[Data excerpts]
Segment Open
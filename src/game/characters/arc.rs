// Vertical motion arc used by jumps and dodges

use crate::core::math::lerp;

/// Triangular height profile for a timed hop.
///
/// The offset climbs linearly from 0 to `peak` during the first half of
/// `total` and falls back to 0 during the second half.
#[derive(Debug, Clone, Copy, PartialEq)]
pub struct MotionArc {
    /// Duration of the whole arc in seconds
    pub total: f32,
    /// Height reached at `total / 2`
    pub peak: f32,
}

impl MotionArc {
    pub fn new(total: f32, peak: f32) -> Self {
        Self { total, peak }
    }

    /// Height offset at `elapsed` seconds into an arc of length `total`.
    ///
    /// A non-positive `total` yields 0. `elapsed` is clamped to `[0, total]`.
    pub fn height(elapsed: f32, total: f32, peak: f32) -> f32 {
        if total <= 0.0 {
            return 0.0;
        }

        let half = total / 2.0;
        let elapsed = elapsed.clamp(0.0, total);

        if elapsed <= half {
            lerp(0.0, peak, elapsed / half)
        } else {
            lerp(peak, 0.0, (elapsed - half) / half)
        }
    }

    /// Height offset at `elapsed` seconds into this arc
    pub fn height_at(&self, elapsed: f32) -> f32 {
        Self::height(elapsed, self.total, self.peak)
    }

    /// Whether `elapsed` has reached the end of the arc
    pub fn is_complete(&self, elapsed: f32) -> bool {
        elapsed >= self.total
    }
}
Segment Closed
#### PROBLEM TO SOLVE:
Look through the entries above and find each line where the word "offset" occurs; copy those lines.

#### SOLUTION:
/// The offset climbs linearly from 0 to `peak` during the first half of
    /// Height offset at `elapsed` seconds into an arc of length `total`.
    /// Height offset at `elapsed` seconds into this arc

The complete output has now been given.